**TASK GOAL:** Every line in the entries that holds "resumes" should be identified and copied.

**LISTED RECORDS:**

//! # Key Router
//!
//! [`KeyRouter`] is the fan-out dual of the joins: one passive input and a
//! dynamically growing set of active outputs, one per registered key. Each
//! arriving item is forwarded to the output whose key matches the value a
//! user-supplied function computes from the item; items with an unknown key
//! are dropped with a warning.
//!
//! Every output is routed back to the input, so a throttled branch raises
//! the input's forwarded throttle and backpressures the producer. Because
//! the routes aggregate by OR, the producer resumes only once *all*
//! branches accept data again.

use crate::Item;
use crate::connector::{ConnectorId, ConnectorKind};
use crate::error::{ConfigError, contract_violation};
use crate::graph::Graph;
use crate::module::{Module, ModuleHandle};
use std::fmt::Debug;
use tracing::warn;

/// Dynamic fan-out keyed by a value computed from each item.
pub struct KeyRouter<T, K> {
  /// The router's input; connect an active output to it.
  pub input: ConnectorId,
  key_of: Box<dyn Fn(&T) -> K>,
  outputs: Vec<(K, ConnectorId)>,
}

impl<T, K> KeyRouter<T, K>
where
  T: Item,
  K: Debug + PartialEq + 'static,
{
  /// Adds a `KeyRouter` with no outputs yet to the graph. `key_of`
  /// computes the routing key of each item.
  pub fn attach(
    graph: &mut Graph<T>,
    name: &str,
    key_of: impl Fn(&T) -> K + 'static,
  ) -> ModuleHandle<Self> {
    graph.add_module(name, |m| {
      let input = m.passive_input("input");
      m.no_route(input);
      Self {
        input,
        key_of: Box::new(key_of),
        outputs: Vec::new(),
      }
    })
  }

  /// Registers `key` with a fresh output and connects it to a passive
  /// input. Each key may be registered once.
  pub fn connect_output(
    graph: &mut Graph<T>,
    this: ModuleHandle<Self>,
    key: K,
    target: ConnectorId,
  ) -> Result<ConnectorId, ConfigError> {
    if graph.connector_kind(target) != ConnectorKind::PassiveInput {
      return Err(ConfigError::IncompatiblePeer {
        expected: "PassiveInput",
        connector: target,
      });
    }
    if graph.connected(target) {
      return Err(ConfigError::AlreadyConnected { connector: target });
    }
    if graph.module(this).outputs.iter().any(|(k, _)| *k == key) {
      contract_violation("KeyRouter key registered twice");
    }
    let index = graph.module(this).outputs.len();
    let router_input = graph.module(this).input;
    let mut setup = graph.extend(this.id());
    let output = setup.active_output(&format!("output{index}"));
    // A throttled branch backpressures the shared input; all branches must
    // recover before the producer resumes.
    setup.route(router_input, output).id();
    graph.module_mut(this).outputs.push((key, output));
    graph.connect(output, target)?;
    Ok(output)
  }
}

impl<T, K> Module<T> for KeyRouter<T, K>
where
  T: Item,
  K: Debug + PartialEq + 'static,
{
  fn on_request(&mut self, graph: &mut Graph<T>, connector: ConnectorId) {
    debug_assert_eq!(connector, self.input);
    let Some(item) = graph.read(self.input) else {
      contract_violation("KeyRouter input signaled without an item");
    };
    let key = (self.key_of)(&item);
    match self.outputs.iter().find(|(k, _)| *k == key) {
      Some(&(_, output)) => graph.send(output, item),
      None => warn!(key = ?key, item = ?item, "dropping item with unrouted key"),
    }
  }
}

#[cfg(test)]
mod tests {
  use super::*;
  use crate::modules::debug::{ActiveSource, PassiveSink};

  fn wire() -> (
    Graph<(char, u32)>,
    ModuleHandle<ActiveSource>,
    ModuleHandle<PassiveSink<(char, u32)>>,
    ModuleHandle<PassiveSink<(char, u32)>>,
  ) {
    let mut graph: Graph<(char, u32)> = Graph::new("router");
    let source = ActiveSource::attach(&mut graph, "source");
    let router = KeyRouter::attach(&mut graph, "router", |item: &(char, u32)| item.0);
    let sink_a = PassiveSink::attach(&mut graph, "sink_a");
    let sink_b = PassiveSink::attach(&mut graph, "sink_b");

    let source_out = graph.module(source).output;
    let router_in = graph.module(router).input;
    let a_in = graph.module(sink_a).input;
    let b_in = graph.module(sink_b).input;
    graph.connect(source_out, router_in).unwrap();
    KeyRouter::connect_output(&mut graph, router, 'a', a_in).unwrap();
    KeyRouter::connect_output(&mut graph, router, 'b', b_in).unwrap();
    graph.init().unwrap();
    (graph, source, sink_a, sink_b)
  }

  #[test]
  fn routes_items_by_key() {
    let (mut graph, source, sink_a, sink_b) = wire();

    ActiveSource::submit(&mut graph, source, ('a', 1));
    ActiveSource::submit(&mut graph, source, ('b', 2));
    ActiveSource::submit(&mut graph, source, ('a', 3));
    // Unknown key: dropped.
    ActiveSource::submit(&mut graph, source, ('x', 4));

    assert_eq!(graph.module(sink_a).items(), &[('a', 1), ('a', 3)]);
    assert_eq!(graph.module(sink_b).items(), &[('b', 2)]);
  }

  #[test]
  fn any_throttled_branch_backpressures_the_producer() {
    let (mut graph, source, sink_a, sink_b) = wire();
    let a_in = graph.module(sink_a).input;
    let b_in = graph.module(sink_b).input;

    graph.throttle(a_in);
    assert!(!ActiveSource::ready(&graph, source));

    // Both branches must recover before the producer may resume.
    graph.throttle(b_in);
    graph.unthrottle(a_in);
    assert!(!ActiveSource::ready(&graph, source));
    graph.unthrottle(b_in);
    assert!(ActiveSource::ready(&graph, source));
  }
}
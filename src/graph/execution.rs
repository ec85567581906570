//! Handler dispatch, deferred initialization and the run loop.

use crate::Item;
use crate::connector::{ConnectorId, ConnectorKind};
use crate::error::{ConfigError, contract_violation};
use crate::event::{EventId, EventView};
use crate::graph::Graph;
use crate::graph::graph::{InitTarget, MAX_DISPATCH_DEPTH};
use crate::module::{Module, ModuleHandle, ModuleId, PendingCall};
use crate::route::Endpoint;
use crate::scheduler::Scheduler;
use tracing::{debug, info, trace};

impl<T: Item> Graph<T> {
  // ---------------------------------------------------------------------
  // Initialization
  // ---------------------------------------------------------------------

  /// Validates the graph and initializes every pending module and
  /// connector.
  ///
  /// Validation rejects graphs with connectors that appear in no `route()`
  /// declaration and were not marked `no_route()` — without flow
  /// information the connector's throttle state would be undefined.
  /// Initialization then pushes every passive connector's throttle state to
  /// its peer and calls each module's [`Module::init`] hook exactly once.
  ///
  /// `init` may be called repeatedly; modules added since the last call are
  /// validated and initialized, everything else is untouched.
  pub fn init(&mut self) -> Result<(), ConfigError> {
    self.validate()?;
    self.initialized = true;
    self.run_pending_init();
    Ok(())
  }

  fn validate(&self) -> Result<(), ConfigError> {
    for slot in &self.modules {
      if slot.removed {
        continue;
      }
      for &cid in &slot.connectors {
        let routed = slot.no_route.contains(&cid)
          || slot.routes.iter().any(|&rid| {
            self.routes[rid.0]
              .as_ref()
              .is_some_and(|r| r.endpoints().contains(&Endpoint::Connector(cid)))
          });
        if !routed {
          return Err(ConfigError::UnroutedConnector {
            module: slot.name.clone(),
            connector: self.conn(cid).name.clone(),
          });
        }
      }
    }
    Ok(())
  }

  pub(crate) fn schedule_module_init(&mut self, module: ModuleId) {
    let slot = &mut self.modules[module.0];
    if !slot.init_scheduled {
      slot.init_scheduled = true;
      self.init_queue.push_back(InitTarget::Module(module));
    }
  }

  pub(crate) fn schedule_connector_init(&mut self, connector: ConnectorId) {
    let conn = self.conn_mut(connector);
    if !conn.init_scheduled {
      conn.init_scheduled = true;
      self.init_queue.push_back(InitTarget::Connector(connector));
    }
  }

  /// Runs deferred initialization immediately when the graph is idle.
  /// While a handler is on the stack the queue is drained as soon as it
  /// returns; before the first `init()` everything stays queued.
  pub(crate) fn kick_init(&mut self) {
    if self.initialized && self.depth == 0 && !self.in_init {
      self.run_pending_init();
    }
  }

  pub(crate) fn run_pending_init(&mut self) {
    if self.in_init {
      return;
    }
    self.in_init = true;
    while let Some(target) = self.init_queue.pop_front() {
      match target {
        InitTarget::Module(mid) => {
          self.modules[mid.0].init_scheduled = false;
          if self.modules[mid.0].removed {
            continue;
          }
          trace!(module = %self.slot(mid).name, "module init");
          self.enter_raw(mid, |module, graph| module.init(graph));
        }
        InitTarget::Connector(cid) => {
          let Some(conn) = self.connectors.get_mut(cid.0).and_then(Option::as_mut) else {
            continue;
          };
          conn.init_scheduled = false;
          self.connector_init(cid);
        }
      }
    }
    self.in_init = false;
  }

  /// Establishes a connector's initial state after wiring changes.
  ///
  /// Passive connectors recompute their forwarded state from their routes
  /// and push the effective state to the (possibly new) peer; active
  /// connectors report themselves throttled while unconnected.
  fn connector_init(&mut self, connector: ConnectorId) {
    trace!(connector = %self.connector_path(connector), "connector init");
    let conn = self.conn(connector);
    match conn.kind {
      ConnectorKind::PassiveInput | ConnectorKind::PassiveOutput => {
        let any_route_throttled = conn
          .target_routes
          .iter()
          .any(|&rid| self.route_throttled(rid));
        if !any_route_throttled {
          self.conn_mut(connector).forwarded_throttled = false;
        }
        if self.conn(connector).passive_throttled() {
          self.passive_emit_throttle(connector);
        } else {
          self.passive_emit_unthrottle(connector);
        }
      }
      ConnectorKind::ActiveInput | ConnectorKind::ActiveOutput => {
        if conn.peer.is_none() {
          self.active_notify_throttle(connector);
        }
      }
    }
  }

  // ---------------------------------------------------------------------
  // Dispatch
  // ---------------------------------------------------------------------

  /// Invokes a handler on a module, deferring the call if the module is
  /// already on the stack.
  ///
  /// Deferral keeps legal synchronous re-entrancy safe: a module that
  /// pulls an item can be the target of the throttle notification that
  /// pull provokes (a join draining its last available source). The state
  /// transition itself has already happened — only the callback waits
  /// until the module's current handler returns, still within the same
  /// external event.
  pub(crate) fn dispatch(&mut self, module: ModuleId, call: PendingCall) {
    let slot = &mut self.modules[module.0];
    if slot.removed {
      return;
    }
    if slot.module.is_none() {
      trace!(module = %slot.name, ?call, "deferring handler: module is on the call stack");
      slot.pending.push_back(call);
      return;
    }
    self.enter_raw(module, |m, graph| graph.invoke(m, call));
  }

  fn invoke(&mut self, module: &mut dyn Module<T>, call: PendingCall) {
    match call {
      PendingCall::Request(c) => module.on_request(self, c),
      PendingCall::Throttle(c) => module.on_throttle(self, c),
      PendingCall::Unthrottle(c) => module.on_unthrottle(self, c),
      PendingCall::Event(e) => module.on_event(self, e),
    }
  }

  /// Takes the module out of its slot, runs `f`, puts it back and drains
  /// handler calls that bounced off the module while it was busy.
  pub(crate) fn enter_raw<R>(
    &mut self,
    module: ModuleId,
    f: impl FnOnce(&mut dyn Module<T>, &mut Self) -> R,
  ) -> R {
    if self.depth >= MAX_DISPATCH_DEPTH {
      contract_violation("dispatch depth exceeded: cyclic module wiring?");
    }
    let Some(mut boxed) = self.modules[module.0].module.take() else {
      contract_violation("re-entered a module that is already dispatched");
    };
    self.depth += 1;
    let result = f(&mut *boxed, self);
    self.modules[module.0].module = Some(boxed);

    while let Some(call) = self.modules[module.0].pending.pop_front() {
      let mut boxed = self.modules[module.0]
        .module
        .take()
        .expect("module slot occupied after put-back");
      self.invoke(&mut *boxed, call);
      self.modules[module.0].module = Some(boxed);
    }

    self.depth -= 1;
    if self.depth == 0 && self.initialized && !self.in_init && !self.init_queue.is_empty() {
      self.run_pending_init();
    }
    result
  }

  /// Borrows a module together with graph context.
  ///
  /// This is the entry point for driving a module from outside the run
  /// loop — the debug sources and sinks are built on it. The closure gets
  /// the concrete module and the graph, exactly like a handler invocation.
  ///
  /// # Panics
  ///
  /// Panics if the module is removed, already dispatched into, or of a
  /// different type than the handle promises.
  pub fn with_module<M: Module<T>, R>(
    &mut self,
    handle: ModuleHandle<M>,
    f: impl FnOnce(&mut M, &mut Graph<T>) -> R,
  ) -> R {
    if self.slot(handle.id).removed {
      contract_violation("with_module() on a removed module");
    }
    self.enter_raw(handle.id, |module, graph| {
      let any: &mut dyn std::any::Any = module;
      let concrete = any
        .downcast_mut::<M>()
        .unwrap_or_else(|| contract_violation("module handle type mismatch"));
      f(concrete, graph)
    })
  }

  // ---------------------------------------------------------------------
  // Events and the run loop
  // ---------------------------------------------------------------------

  /// Snapshot of all currently enabled events.
  pub fn enabled_events(&self) -> Vec<EventView> {
    self
      .events
      .iter()
      .enumerate()
      .filter_map(|(i, slot)| {
        let state = slot.as_ref()?;
        if !state.effective_enabled() || self.modules[state.module.0].removed {
          return None;
        }
        Some(EventView {
          id: EventId(i),
          kind: state.kind.clone(),
          name: state.name.clone(),
        })
      })
      .collect()
  }

  /// Delivers one event to its module's [`Module::on_event`] handler.
  ///
  /// External reactors call this when the occurrence an event stands for
  /// has happened. Delivery of a disabled or stale event is ignored with a
  /// trace message — the occurrence may have raced with a throttle.
  pub fn deliver_event(&mut self, event: EventId) {
    let Some(state) = self.events.get(event.0).and_then(Option::as_ref) else {
      trace!(event = event.0, "ignoring delivery of stale event");
      return;
    };
    if !state.effective_enabled() {
      trace!(event = %state.name, "ignoring delivery of disabled event");
      return;
    }
    let module = state.module;
    self.dispatch(module, PendingCall::Event(event));
  }

  /// Runs the graph: initializes it, then repeatedly asks the scheduler to
  /// pick the next event among the enabled ones and delivers it.
  ///
  /// Returns when no module has an enabled event left, or when the
  /// scheduler declines to pick one.
  pub fn run(&mut self, scheduler: &mut dyn Scheduler) -> Result<(), ConfigError> {
    self.init()?;
    info!(graph = %self.name(), "entering run loop");
    loop {
      let enabled = self.enabled_events();
      if enabled.is_empty() {
        debug!(graph = %self.name(), "no enabled events left");
        break;
      }
      let Some(event) = scheduler.select(&enabled) else {
        debug!(graph = %self.name(), "scheduler terminated the run");
        break;
      };
      self.deliver_event(event);
    }
    info!(graph = %self.name(), "run loop finished");
    Ok(())
  }
}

**REPLY TO THE TASK:**
//! the routes aggregate by OR, the producer resumes only once *all*
    // recover before the producer resumes.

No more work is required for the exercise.